ACTIVITY.
Starting at the first line of the records below, transcribe each line exactly, ending with the line that contains "0 0), MULTIPOINT(1".

EXERCISE DATA Block Start

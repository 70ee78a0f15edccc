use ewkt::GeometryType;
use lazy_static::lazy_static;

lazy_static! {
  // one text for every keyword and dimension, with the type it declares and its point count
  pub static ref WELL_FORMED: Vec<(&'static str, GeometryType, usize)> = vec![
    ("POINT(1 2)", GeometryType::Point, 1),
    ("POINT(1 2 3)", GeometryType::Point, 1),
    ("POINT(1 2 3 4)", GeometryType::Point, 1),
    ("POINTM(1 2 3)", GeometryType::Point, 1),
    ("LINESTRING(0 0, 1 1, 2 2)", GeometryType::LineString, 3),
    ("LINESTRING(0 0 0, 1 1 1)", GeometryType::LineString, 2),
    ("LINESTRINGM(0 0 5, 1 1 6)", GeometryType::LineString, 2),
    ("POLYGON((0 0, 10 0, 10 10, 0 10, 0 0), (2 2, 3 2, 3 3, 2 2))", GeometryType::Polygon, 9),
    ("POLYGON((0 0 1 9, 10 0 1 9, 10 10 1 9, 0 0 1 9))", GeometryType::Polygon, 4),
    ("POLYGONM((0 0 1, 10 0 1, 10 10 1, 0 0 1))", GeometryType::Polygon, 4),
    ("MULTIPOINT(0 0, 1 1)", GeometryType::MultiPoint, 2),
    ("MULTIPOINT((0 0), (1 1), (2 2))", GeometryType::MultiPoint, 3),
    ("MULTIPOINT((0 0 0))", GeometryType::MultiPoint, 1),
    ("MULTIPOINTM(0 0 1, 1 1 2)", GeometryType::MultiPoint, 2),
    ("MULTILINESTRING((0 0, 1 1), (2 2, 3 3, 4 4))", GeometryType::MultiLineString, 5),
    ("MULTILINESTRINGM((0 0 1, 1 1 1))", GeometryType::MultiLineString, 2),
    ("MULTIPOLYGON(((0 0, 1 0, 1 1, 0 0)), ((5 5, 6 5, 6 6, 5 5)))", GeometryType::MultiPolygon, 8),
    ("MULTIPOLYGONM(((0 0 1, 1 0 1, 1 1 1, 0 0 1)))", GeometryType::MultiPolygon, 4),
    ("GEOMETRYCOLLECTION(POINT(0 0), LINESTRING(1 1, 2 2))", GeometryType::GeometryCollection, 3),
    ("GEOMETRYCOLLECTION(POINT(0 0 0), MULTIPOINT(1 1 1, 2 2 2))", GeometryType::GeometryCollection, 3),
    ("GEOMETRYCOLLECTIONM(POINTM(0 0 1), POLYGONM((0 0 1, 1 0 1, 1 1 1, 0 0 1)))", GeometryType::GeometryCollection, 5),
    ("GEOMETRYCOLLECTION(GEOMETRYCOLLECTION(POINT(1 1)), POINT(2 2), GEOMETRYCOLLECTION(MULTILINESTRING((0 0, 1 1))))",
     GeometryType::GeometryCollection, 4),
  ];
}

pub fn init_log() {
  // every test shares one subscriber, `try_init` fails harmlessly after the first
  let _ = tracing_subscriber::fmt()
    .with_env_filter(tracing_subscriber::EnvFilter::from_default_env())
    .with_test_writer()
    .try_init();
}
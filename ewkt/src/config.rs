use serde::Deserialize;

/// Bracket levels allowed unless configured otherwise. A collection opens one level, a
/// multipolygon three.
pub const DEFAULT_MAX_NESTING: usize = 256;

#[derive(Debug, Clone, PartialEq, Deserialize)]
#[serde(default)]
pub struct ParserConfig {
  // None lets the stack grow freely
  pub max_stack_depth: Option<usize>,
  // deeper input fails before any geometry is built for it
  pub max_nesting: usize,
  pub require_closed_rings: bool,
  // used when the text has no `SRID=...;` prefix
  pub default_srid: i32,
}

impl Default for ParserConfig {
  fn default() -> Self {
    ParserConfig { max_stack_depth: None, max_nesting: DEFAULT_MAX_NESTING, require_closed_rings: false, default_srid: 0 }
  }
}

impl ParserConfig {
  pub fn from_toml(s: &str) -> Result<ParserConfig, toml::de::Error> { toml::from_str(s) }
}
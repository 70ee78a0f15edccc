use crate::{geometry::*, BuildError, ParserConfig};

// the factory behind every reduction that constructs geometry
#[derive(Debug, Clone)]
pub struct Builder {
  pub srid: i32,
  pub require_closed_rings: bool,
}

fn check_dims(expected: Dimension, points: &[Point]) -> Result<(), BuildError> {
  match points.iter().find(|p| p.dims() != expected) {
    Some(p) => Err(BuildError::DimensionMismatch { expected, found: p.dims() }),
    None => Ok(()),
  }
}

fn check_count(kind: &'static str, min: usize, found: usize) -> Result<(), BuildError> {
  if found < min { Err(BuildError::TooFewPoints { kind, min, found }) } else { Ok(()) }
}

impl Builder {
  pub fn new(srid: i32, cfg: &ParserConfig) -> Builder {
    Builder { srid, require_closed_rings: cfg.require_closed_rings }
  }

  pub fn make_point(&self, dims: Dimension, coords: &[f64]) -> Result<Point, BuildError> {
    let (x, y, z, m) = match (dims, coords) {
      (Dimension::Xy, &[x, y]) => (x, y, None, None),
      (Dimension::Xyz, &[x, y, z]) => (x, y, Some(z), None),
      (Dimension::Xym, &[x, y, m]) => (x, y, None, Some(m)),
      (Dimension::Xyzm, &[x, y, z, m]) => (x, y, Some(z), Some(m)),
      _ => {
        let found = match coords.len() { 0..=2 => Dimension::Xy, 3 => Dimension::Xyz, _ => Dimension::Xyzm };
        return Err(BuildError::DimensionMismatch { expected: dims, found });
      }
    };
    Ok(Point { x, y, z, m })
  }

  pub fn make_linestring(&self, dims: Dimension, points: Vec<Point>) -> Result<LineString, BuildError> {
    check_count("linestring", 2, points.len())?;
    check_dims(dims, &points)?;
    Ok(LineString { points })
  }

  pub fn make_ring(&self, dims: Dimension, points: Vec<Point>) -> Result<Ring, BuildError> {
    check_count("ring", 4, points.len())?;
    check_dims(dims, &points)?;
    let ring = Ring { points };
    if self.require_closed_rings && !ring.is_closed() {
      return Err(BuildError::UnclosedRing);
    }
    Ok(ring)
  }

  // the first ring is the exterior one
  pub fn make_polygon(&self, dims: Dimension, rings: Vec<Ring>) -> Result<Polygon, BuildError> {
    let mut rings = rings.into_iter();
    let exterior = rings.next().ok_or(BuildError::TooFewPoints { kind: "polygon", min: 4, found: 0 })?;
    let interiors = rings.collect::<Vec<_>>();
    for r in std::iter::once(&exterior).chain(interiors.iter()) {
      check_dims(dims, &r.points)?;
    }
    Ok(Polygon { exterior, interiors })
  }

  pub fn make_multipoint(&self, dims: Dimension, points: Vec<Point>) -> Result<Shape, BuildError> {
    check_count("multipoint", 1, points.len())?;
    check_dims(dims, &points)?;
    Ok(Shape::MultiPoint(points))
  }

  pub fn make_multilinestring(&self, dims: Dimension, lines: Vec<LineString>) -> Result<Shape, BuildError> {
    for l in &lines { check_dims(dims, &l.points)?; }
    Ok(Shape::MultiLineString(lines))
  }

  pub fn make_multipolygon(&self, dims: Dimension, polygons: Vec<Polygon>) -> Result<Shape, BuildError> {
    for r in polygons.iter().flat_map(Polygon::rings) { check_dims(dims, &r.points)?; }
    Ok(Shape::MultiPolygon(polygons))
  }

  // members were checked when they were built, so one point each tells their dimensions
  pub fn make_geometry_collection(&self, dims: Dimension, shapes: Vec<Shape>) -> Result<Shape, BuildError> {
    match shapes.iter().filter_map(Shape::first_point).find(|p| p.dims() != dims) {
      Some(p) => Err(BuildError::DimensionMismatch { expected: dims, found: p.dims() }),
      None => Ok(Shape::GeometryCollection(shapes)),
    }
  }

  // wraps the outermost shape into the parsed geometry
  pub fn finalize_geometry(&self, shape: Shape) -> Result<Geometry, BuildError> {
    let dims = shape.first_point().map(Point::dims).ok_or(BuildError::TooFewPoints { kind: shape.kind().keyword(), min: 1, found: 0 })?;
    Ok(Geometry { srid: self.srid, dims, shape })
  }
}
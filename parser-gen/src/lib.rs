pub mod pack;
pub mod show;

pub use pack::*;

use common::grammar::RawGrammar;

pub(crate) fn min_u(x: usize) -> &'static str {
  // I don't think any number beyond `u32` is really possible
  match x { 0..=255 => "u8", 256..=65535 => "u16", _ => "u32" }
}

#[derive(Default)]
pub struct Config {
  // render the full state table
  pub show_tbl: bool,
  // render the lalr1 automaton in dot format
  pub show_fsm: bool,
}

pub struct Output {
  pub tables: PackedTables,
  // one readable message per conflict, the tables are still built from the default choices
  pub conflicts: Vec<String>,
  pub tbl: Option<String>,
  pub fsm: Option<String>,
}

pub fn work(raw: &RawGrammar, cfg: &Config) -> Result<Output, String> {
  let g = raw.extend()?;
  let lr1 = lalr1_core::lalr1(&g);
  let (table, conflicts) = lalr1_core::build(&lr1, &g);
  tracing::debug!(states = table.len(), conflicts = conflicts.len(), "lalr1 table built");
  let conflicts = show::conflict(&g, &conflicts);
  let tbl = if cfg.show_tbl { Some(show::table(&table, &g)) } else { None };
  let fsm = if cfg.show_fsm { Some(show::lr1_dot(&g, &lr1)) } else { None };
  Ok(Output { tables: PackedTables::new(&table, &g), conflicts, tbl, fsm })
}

EXERCISE DATA Block End

REPLY.
repository 70ee78a0f15edccc
use ewkt::GeometryType;
use lazy_static::lazy_static;

lazy_static! {
  // one text for every keyword and dimension, with the type it declares and its point count
  pub static ref WELL_FORMED: Vec<(&'static str, GeometryType, usize)> = vec![
    ("POINT(1 2)", GeometryType::Point, 1),
    ("POINT(1 2 3)", GeometryType::Point, 1),
    ("POINT(1 2 3 4)", GeometryType::Point, 1),
    ("POINTM(1 2 3)", GeometryType::Point, 1),
    ("LINESTRING(0 0, 1 1, 2 2)", GeometryType::LineString, 3),
    ("LINESTRING(0 0 0, 1 1 1)", GeometryType::LineString, 2),
    ("LINESTRINGM(0 0 5, 1 1 6)", GeometryType::LineString, 2),
    ("POLYGON((0 0, 10 0, 10 10, 0 10, 0 0), (2 2, 3 2, 3 3, 2 2))", GeometryType::Polygon, 9),
    ("POLYGON((0 0 1 9, 10 0 1 9, 10 10 1 9, 0 0 1 9))", GeometryType::Polygon, 4),
    ("POLYGONM((0 0 1, 10 0 1, 10 10 1, 0 0 1))", GeometryType::Polygon, 4),
    ("MULTIPOINT(0 0, 1 1)", GeometryType::MultiPoint, 2),
    ("MULTIPOINT((0 0), (1 1), (2 2))", GeometryType::MultiPoint, 3),
    ("MULTIPOINT((0 0 0))", GeometryType::MultiPoint, 1),
    ("MULTIPOINTM(0 0 1, 1 1 2)", GeometryType::MultiPoint, 2),
    ("MULTILINESTRING((0 0, 1 1), (2 2, 3 3, 4 4))", GeometryType::MultiLineString, 5),
    ("MULTILINESTRINGM((0 0 1, 1 1 1))", GeometryType::MultiLineString, 2),
    ("MULTIPOLYGON(((0 0, 1 0, 1 1, 0 0)), ((5 5, 6 5, 6 6, 5 5)))", GeometryType::MultiPolygon, 8),
    ("MULTIPOLYGONM(((0 0 1, 1 0 1, 1 1 1, 0 0 1)))", GeometryType::MultiPolygon, 4),
    ("GEOMETRYCOLLECTION(POINT(0 0), LINESTRING(1 1, 2 2))", GeometryType::GeometryCollection, 3),
    ("GEOMETRYCOLLECTION(POINT(0 0 0), MULTIPOINT(1 1 1, 2 2 2))", GeometryType::GeometryCollection, 3),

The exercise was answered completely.